=== Section Start ===

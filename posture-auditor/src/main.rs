/*!
Posture auditor command line
*/

use std::path::PathBuf;
use std::process::ExitCode;

use clap::{Arg, ArgAction, ArgMatches, Command, crate_version};
use tracing::{error, info, warn};

use posture_auditor::core::{
    auditor::Auditor,
    config::AuditorConfig,
    logging::{LogConfig, init_logging},
    registry,
};

const EXIT_FAILURES: u8 = 1;
const EXIT_STARTUP: u8 = 2;

fn command() -> Command {
    Command::new("posture-auditor")
        .version(crate_version!())
        .about("Audits a cloud account against registered security checks and delivers the findings")
        .arg(
            Arg::new("config")
                .short('c')
                .long("config")
                .help("Path to the auditor configuration file")
                .value_name("PATH"),
        )
        .arg(
            Arg::new("groups")
                .short('g')
                .long("groups")
                .help("Comma-separated check groups to run instead of the configured ones")
                .value_name("GROUPS")
                .value_delimiter(','),
        )
        .arg(
            Arg::new("outputs")
                .short('o')
                .long("outputs")
                .help("Comma-separated output providers to use instead of the configured ones")
                .value_name("PROVIDERS")
                .value_delimiter(','),
        )
        .arg(
            Arg::new("list-checks")
                .long("list-checks")
                .help("Print the check catalog and exit")
                .action(ArgAction::SetTrue),
        )
}

fn list_checks() -> ExitCode {
    match registry::global() {
        Ok(registry) => {
            for (group, check) in registry.describe() {
                println!("{group}\t{check}");
            }
            ExitCode::SUCCESS
        }
        Err(e) => {
            eprintln!("Check catalog error: {e}");
            ExitCode::from(EXIT_STARTUP)
        }
    }
}

async fn load_config(matches: &ArgMatches) -> Result<AuditorConfig, String> {
    let path = matches
        .get_one::<String>("config")
        .map(PathBuf::from)
        .or_else(AuditorConfig::default_path)
        .ok_or("no --config given and no default config directory on this platform")?;

    let mut config = AuditorConfig::from_file(&path)
        .await
        .map_err(|e| e.to_string())?;
    config.merge_env();

    if let Some(groups) = list_arg(matches, "groups") {
        config.run.groups = groups;
    }
    if let Some(outputs) = list_arg(matches, "outputs") {
        config.outputs.providers = outputs;
    }
    Ok(config)
}

/// Comma-separated values with surrounding whitespace and empty entries removed
fn list_arg(matches: &ArgMatches, id: &str) -> Option<Vec<String>> {
    matches.get_many::<String>(id).map(|values| {
        values
            .map(|value| value.trim())
            .filter(|value| !value.is_empty())
            .map(String::from)
            .collect()
    })
}

#[tokio::main]
async fn main() -> ExitCode {
    let matches = command().get_matches();

    if matches.get_flag("list-checks") {
        return list_checks();
    }

    let config = match load_config(&matches).await {
        Ok(config) => config,
        Err(e) => {
            eprintln!("Configuration error: {e}");
            return ExitCode::from(EXIT_STARTUP);
        }
    };

    if let Err(e) = init_logging(&LogConfig::from(&config.logging)) {
        eprintln!("Failed to initialise logging: {e}");
    }

    let mut auditor = match Auditor::new(config).await {
        Ok(auditor) => auditor,
        Err(e) => {
            error!("Startup failed: {}", e);
            return ExitCode::from(EXIT_STARTUP);
        }
    };

    tokio::select! {
        result = auditor.run() => match result {
            Ok(summary) if summary.has_failures() => ExitCode::from(EXIT_FAILURES),
            Ok(summary) => {
                info!(
                    "{} findings delivered to {} outputs",
                    summary.report.findings.len(),
                    summary.dispatch.delivered.len()
                );
                ExitCode::SUCCESS
            }
            Err(e) => {
                error!("Audit failed: {}", e);
                ExitCode::from(if e.is_startup() { EXIT_STARTUP } else { EXIT_FAILURES })
            }
        },
        _ = tokio::signal::ctrl_c() => {
            warn!("Interrupted before the audit finished");
            ExitCode::from(EXIT_FAILURES)
        }
    }
}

=== Section End ===

REQUIRED WORK: Report every line above that has the string "findings" in it.

ANSWER BELOW:
        .about("Audits a cloud account against registered security checks and delivers the findings")
                    "{} findings delivered to {} outputs",
                    summary.report.findings.len(),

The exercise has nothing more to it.